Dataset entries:
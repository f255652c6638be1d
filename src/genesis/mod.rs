mod fix;
mod normalize;

use std::{
    fs,
    path::{Path, PathBuf},
};

use serde_json::Value;
use thiserror::Error;

use crate::{json_codecs::u64_from_quantity_value, units::WeiNewtype};

pub use fix::backup_path_for;
pub use fix::fix_genesis_file;
pub use fix::fix_genesis_files;
pub use fix::known_genesis_files;
pub use fix::GenesisFixOutcome;
pub use fix::KNOWN_GENESIS_FILES;

pub use normalize::address_id;
pub use normalize::check_address;
pub use normalize::AddressCheck;
pub use normalize::AllocMergePolicy;
pub use normalize::FieldMatcher;
pub use normalize::GenesisFields;
pub use normalize::NormalizationEvent;
pub use normalize::Normalized;
pub use normalize::Normalizer;
pub use normalize::ADDRESS_HEX_LEN;
pub use normalize::CORRUPTED_ADDRESS_HEX_LEN;

const EMBEDDED_GENESIS_FIELD: &str = "cChainGenesis";

#[derive(Debug, Error)]
pub enum GenesisError {
    #[error("genesis file {0} not found")]
    NotFound(PathBuf),
    #[error("failed to access genesis file {path}: {source}")]
    Io {
        path: PathBuf,
        source: std::io::Error,
    },
    #[error("genesis file {path} is not valid JSON: {source}")]
    Decode {
        path: PathBuf,
        source: serde_json::Error,
    },
}

impl GenesisError {
    fn io(path: &Path, source: std::io::Error) -> Self {
        if source.kind() == std::io::ErrorKind::NotFound {
            Self::NotFound(path.to_path_buf())
        } else {
            Self::Io {
                path: path.to_path_buf(),
                source,
            }
        }
    }
}

#[derive(Clone, Debug, PartialEq, Eq)]
pub enum AllocBalance {
    Parsed(WeiNewtype),
    Missing,
    Invalid(Value),
}

#[derive(Clone, Debug, PartialEq, Eq)]
pub struct AllocEntry {
    pub address: String,
    pub balance: AllocBalance,
}

impl AllocEntry {
    fn from_entry(address: &str, entry: &Value) -> Self {
        let balance = match entry.get("balance") {
            None | Some(Value::Null) => AllocBalance::Missing,
            Some(Value::String(text)) => match text.parse::<WeiNewtype>() {
                Ok(balance) => AllocBalance::Parsed(balance),
                Err(_) => AllocBalance::Invalid(Value::String(text.clone())),
            },
            Some(Value::Number(number)) => match number.as_u64() {
                Some(balance) => AllocBalance::Parsed(balance.into()),
                None => AllocBalance::Invalid(Value::Number(number.clone())),
            },
            Some(other) => AllocBalance::Invalid(other.clone()),
        };

        Self {
            address: address.to_string(),
            balance,
        }
    }

    pub fn parsed_balance(&self) -> Option<&WeiNewtype> {
        match &self.balance {
            AllocBalance::Parsed(balance) => Some(balance),
            _ => None,
        }
    }
}

#[derive(Clone, Copy, Debug, PartialEq, Eq)]
pub enum GenesisSource {
    TopLevel,
    /// Read from a genesis document serialized into a string field.
    Embedded(&'static str),
}

/// The parts of a genesis document the reconciliation looks at. Missing or unreadable pieces are
/// `None` rather than an error, callers report them.
#[derive(Clone, Debug, PartialEq, Eq)]
pub struct GenesisConfig {
    pub chain_id: Option<u64>,
    pub gas_limit: Option<u64>,
    pub alloc: Vec<AllocEntry>,
    pub source: GenesisSource,
}

impl GenesisConfig {
    pub fn from_value(document: &Value) -> Self {
        let has_own_chain_data = document.get("alloc").is_some() || document.get("config").is_some();

        if !has_own_chain_data {
            let embedded = document
                .get(EMBEDDED_GENESIS_FIELD)
                .and_then(Value::as_str)
                .and_then(|text| serde_json::from_str::<Value>(text).ok());
            if let Some(embedded) = embedded {
                return Self {
                    source: GenesisSource::Embedded(EMBEDDED_GENESIS_FIELD),
                    ..Self::read(&embedded)
                };
            }
        }

        Self::read(document)
    }

    fn read(document: &Value) -> Self {
        let chain_id = document
            .pointer("/config/chainId")
            .and_then(u64_from_quantity_value);
        let gas_limit = document.get("gasLimit").and_then(u64_from_quantity_value);
        let alloc = document
            .get("alloc")
            .and_then(Value::as_object)
            .map(|table| {
                table
                    .iter()
                    .map(|(address, entry)| AllocEntry::from_entry(address, entry))
                    .collect()
            })
            .unwrap_or_default();

        Self {
            chain_id,
            gas_limit,
            alloc,
            source: GenesisSource::TopLevel,
        }
    }

    pub fn load(path: &Path) -> Result<Self, GenesisError> {
        let bytes = fs::read(path).map_err(|source| GenesisError::io(path, source))?;
        let document =
            serde_json::from_slice::<Value>(&bytes).map_err(|source| GenesisError::Decode {
                path: path.to_path_buf(),
                source,
            })?;
        Ok(Self::from_value(&document))
    }

    pub fn total_balance(&self) -> WeiNewtype {
        self.alloc
            .iter()
            .filter_map(AllocEntry::parsed_balance)
            .sum()
    }

    /// Case and `0x` prefix insensitive.
    pub fn find_account(&self, address: &str) -> Option<&AllocEntry> {
        let wanted = address_id(address);
        self.alloc
            .iter()
            .find(|entry| address_id(&entry.address) == wanted)
    }
}
impl ReportBuilder {
    /// Genesis checks run first, their findings lead the discrepancy list.
    pub fn new(genesis: &GenesisConfig, treasury_address: &str) -> Self {
        let mut discrepancies = vec![];

        if genesis.chain_id.is_none() {
            discrepancies.push(Discrepancy::GenesisFieldMissing {
                field: "config.chainId",
            });
        }
        if genesis.gas_limit.is_none() {
            discrepancies.push(Discrepancy::GenesisFieldMissing { field: "gasLimit" });
        }

        let mut owners: HashMap<String, &str> = HashMap::new();
        for entry in &genesis.alloc {
            match check_address(&entry.address) {
                AddressCheck::Canonical => {}
                AddressCheck::Truncated(_) => {
                    discrepancies.push(Discrepancy::GenesisAddressLength {
                        address: entry.address.clone(),
                        length: crate::genesis::CORRUPTED_ADDRESS_HEX_LEN,
                    })
                }
                AddressCheck::Anomalous(length) => {
                    discrepancies.push(Discrepancy::GenesisAddressLength {
                        address: entry.address.clone(),
                        length,
                    })
                }
            }

            match owners.get(&address_id(&entry.address)) {
                Some(first) => discrepancies.push(Discrepancy::GenesisDuplicateAddress {
                    address: entry.address.clone(),
                    duplicate_of: first.to_string(),
                }),
                None => {
                    owners.insert(address_id(&entry.address), &entry.address);
                }
            }

            if let AllocBalance::Invalid(raw) = &entry.balance {
                discrepancies.push(Discrepancy::GenesisBalanceInvalid {
                    address: entry.address.clone(),
                    raw: raw.to_string(),
                });
            }
        }

        let treasury_balance = match genesis.find_account(treasury_address) {
            Some(entry) => Some(entry.parsed_balance().cloned().unwrap_or_default()),
            None => {
                discrepancies.push(Discrepancy::TreasuryMissing {
                    address: treasury_address.to_string(),
                });
                None
            }
        };

        Self {
            treasury_address: treasury_address.to_string(),
            line_number: 0,
            seen_first_record: false,
            export_version: None,
            declared_height: None,
            requested_range: None,
            observed_block_count: 0,
            block_keys: HashSet::new(),
            previous_block: None,
            state_entries_by_bucket: BTreeMap::new(),
            malformed_line_count: 0,
            unclassified_line_count: 0,
            first_timestamp: None,
            last_timestamp: None,
            genesis: GenesisSummary {
                chain_id: genesis.chain_id,
                gas_limit: genesis.gas_limit,
                account_count: genesis.alloc.len(),
                total_balance: genesis.total_balance(),
                treasury_balance,
            },
            discrepancies,
        }
    }

    fn next_line(&mut self) {
        self.line_number += 1;
        if self.line_number % PROGRESS_LOG_INTERVAL == 0 {
            info!(lines = self.line_number, "analyzing export");
        }
    }

    fn record_malformed(&mut self, error: String) {
        debug!(line = self.line_number, %error, "skipping malformed line");
        self.malformed_line_count += 1;
        self.discrepancies.push(Discrepancy::MalformedLine {
            line: self.line_number,
            error,
        });
    }

    /// Counts a line that could not even be decoded as text.
    pub fn observe_undecodable_line(&mut self, error: String) {
        self.next_line();
        self.record_malformed(error);
    }

    pub fn observe_line(&mut self, line: &str) {
        self.next_line();

        if line.trim().is_empty() {
            return;
        }

        let record = match parse_line(line) {
            Ok(record) => record,
            Err(error) => {
                self.record_malformed(error);
                return;
            }
        };

        let is_first_record = !self.seen_first_record;
        self.seen_first_record = true;

        if record.is_metadata() {
            if is_first_record {
                self.observe_metadata(&record);
            } else {
                self.discrepancies.push(Discrepancy::MetadataRepeated {
                    line: self.line_number,
                });
            }
            return;
        }

        if is_first_record {
            self.discrepancies.push(Discrepancy::MetadataMissing {
                line: self.line_number,
            });
        }

        if record.is_block() {
            self.observe_block(&record);
        } else if let Some(bucket) = record.state_bucket() {
            *self.state_entries_by_bucket.entry(bucket).or_insert(0) += 1;
        } else {
            self.unclassified_line_count += 1;
        }
    }

    fn observe_metadata(&mut self, record: &ExportLine) {
        self.export_version = record.version.as_ref().map(|version| match version {
            Value::String(version) => version.clone(),
            other => other.to_string(),
        });
        self.declared_height = record.height;
        self.requested_range = record.start_block.zip(record.end_block);

        match record.height {
            None => self.discrepancies.push(Discrepancy::HeightMissing {
                line: self.line_number,
            }),
            Some(height) if height.checked_add(1).is_none() => {
                self.discrepancies.push(Discrepancy::HeightOutOfRange {
                    line: self.line_number,
                    height,
                })
            }
            Some(_) => {}
        }
        debug!(declared_height = ?self.declared_height, "read export metadata");
    }

    fn observe_block(&mut self, record: &ExportLine) {
        self.observed_block_count += 1;

        if let Some(key) = record.block_key() {
            if !self.block_keys.insert(key.clone()) {
                self.discrepancies.push(Discrepancy::DuplicateBlock {
                    line: self.line_number,
                    key,
                });
                return;
            }
        }

        if let Some(timestamp) = record.timestamp {
            self.first_timestamp = Some(self.first_timestamp.map_or(timestamp, |t| t.min(timestamp)));
            self.last_timestamp = Some(self.last_timestamp.map_or(timestamp, |t| t.max(timestamp)));
        }

        let number = match record.number {
            Some(number) => number,
            None => return,
        };
        let hash = record.hash();

        if let Some(previous) = &self.previous_block {
            match previous.number.checked_add(1) {
                None => self.discrepancies.push(Discrepancy::BlockAfterLastNumber {
                    line: self.line_number,
                    found: number,
                }),
                Some(expected) if number != expected => {
                    self.discrepancies.push(Discrepancy::BlockGap {
                        line: self.line_number,
                        expected,
                        found: number,
                    })
                }
                Some(_) => {
                    if let (Some(previous_hash), Some(parent_hash)) =
                        (&previous.hash, record.parent_hash())
                    {
                        if previous_hash != &parent_hash {
                            self.discrepancies.push(Discrepancy::ParentHashMismatch {
                                line: self.line_number,
                                number,
                                expected: previous_hash.clone(),
                                found: parent_hash,
                            });
                        }
                    }
                }
            }
        }

        self.previous_block = Some(PreviousBlock { number, hash });
    }

    pub fn finish(mut self) -> ReconciliationReport {
        if !self.seen_first_record && self.malformed_line_count == 0 {
            self.discrepancies.push(Discrepancy::EmptyExport);
        }

        let unique_block_key_count = self.block_keys.len() as u64;

        // Unreadable or unusable heights were reported with the metadata line.
        let expected_block_count = self
            .declared_height
            .and_then(|declared_height| declared_height.checked_add(1));

        let block_count_matches_height = match self.declared_height.zip(expected_block_count) {
            Some((declared_height, expected_blocks)) => {
                if unique_block_key_count < expected_blocks {
                    self.discrepancies.push(Discrepancy::Truncated {
                        declared_height,
                        expected_blocks,
                        unique_blocks: unique_block_key_count,
                        requested_range: self.requested_range,
                    });
                } else if unique_block_key_count > expected_blocks {
                    self.discrepancies.push(Discrepancy::ExcessBlocks {
                        declared_height,
                        expected_blocks,
                        unique_blocks: unique_block_key_count,
                    });
                }
                self.observed_block_count == expected_blocks
            }
            None => false,
        };

        for discrepancy in &self.discrepancies {
            warn!(%discrepancy, "reconciliation discrepancy");
        }

        ReconciliationReport {
            chain_id: self.genesis.chain_id,
            gas_limit: self.genesis.gas_limit,
            genesis_account_count: self.genesis.account_count,
            total_genesis_balance: self.genesis.total_balance,
            treasury_address: self.treasury_address,
            treasury_balance: self.genesis.treasury_balance,
            export_version: self.export_version,
            declared_height: self.declared_height,
            expected_block_count,
            observed_block_count: self.observed_block_count,
            unique_block_key_count,
            block_count_matches_height,
            state_entry_count: self.state_entries_by_bucket.values().sum(),
            state_entries_by_bucket: self.state_entries_by_bucket,
            malformed_line_count: self.malformed_line_count,
            unclassified_line_count: self.unclassified_line_count,
            first_block_time: self.first_timestamp.and_then(block_time),
            last_block_time: self.last_timestamp.and_then(block_time),
            discrepancies: self.discrepancies,
        }
    }
}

### Directions:
Please go line by line through the records above, copying each one that holds the string "owners".

### Response for this exercise:
        let mut owners: HashMap<String, &str> = HashMap::new();
            match owners.get(&address_id(&entry.address)) {
                    owners.insert(address_id(&entry.address), &entry.address);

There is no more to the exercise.